Situés dans la lignée d’Alexander Payne (qui a été leur producteur) et d’autres hérauts d’un certain cinéma branché américain, les films des frères Zellner depeignent des personnages névrosés, dans l’héritage direct du Nouvel Hollywood (le héros de Goliath, leur premier film, recherchant désespérément son chat, évoque le Philip Marlowe du Privé d’Altman). Avec des mises en scène dans des tons aigres-doux, à la fois pathétiques et drôles, chez les frères Zellner, le banal devient héroïque, et l’ultra-réalisme se confond avec l’absurde. Les héros des films des Zellner sont tous déphasés, qu’ils soient adultes, comme le mari récemment divorcé qui tente vainement de mettre de l’ordre dans sa vie dans Goliath (2008), ou enfantins, à l’instar d’Annie, gamine semi-abandonnée tentant inlassablement de fuir l’enfer d’ennui de sa campagne texane, dans Kid-Thing (2012).

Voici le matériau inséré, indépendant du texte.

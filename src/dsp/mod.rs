//! Digital Signal Processing
//!
//! Pure functions for signal processing. No I/O dependencies.

pub mod fft;
pub mod nco;

// Re-export commonly used items
pub use fft::{nearest_bin, SpectrumAnalyzer};
pub use nco::Nco;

kumicoKumiko et le trésor des frères Coen

Véritablement, on s’étonne de découvrir ces films enfin en France, et de savoir qu’il non pas été distribués ici. Même leur nouveau film, un western avec pourtant Robert Pattinson et Mia Wasikowska, reste non daté chez nous. Mais l’étonnement se transforme presque en scandale lorsqu’on découvre Kumiko, the Treasure Hunter (2014), certainement leur chef d’œuvre. Kumiko est une jeune femme japonaise, qui vit et travaille à Tokyo. Son job de bureau ne la rend pas heureuse, et son statut de célibataire exaspère sa mère, qui aimerait bien la voir mariée. Elle mène une vie morne et stressante, de celles qui appellent au suicide. Jusqu’au jour où Kumiko trouve une veille cassette de Fargo, le film des frères Coen. Persuadée, comme l’indique le carton introductif, que ce film « est une histoire vraie », elle décide de partir dans une aventure incroyable qui la mènera au fin fond du Wisconsin, à la recherche du trésor enfoui dans la neige par Steve Buscemi à la fin de Fargo. Drôle, poétique, émouvant, Kumiko est un road-movie japonais sur les traces des pères fondateurs du cinéma indépendant américain, ou alors un film indépendant américain qui rend hommage au nouveau cinéma japonais (les ombres d’Hirokazu Kore-Eda et de Kyoshi Kurosawa planant sur tout le film). On ne sait plus bien. Ce qui est sûr, c’est que les frères Zellner sont une formidable découverte. Difficile de savoir pourquoi Sophie Dulac, patronne du festival mais également distributrice, ne les a pas emmené en France plus tôt – supposons qu’il doit y avoir de bonnes raisons. Mais mieux vaut tard que jamais, et nul doute que les frères reviendront plusieurs fois encore en France, peut être même, qui sait, dans quelques années, pour présenter Kumiko dans une étrange copie sous-titrée en danois devant un public connaissant le film par cœur.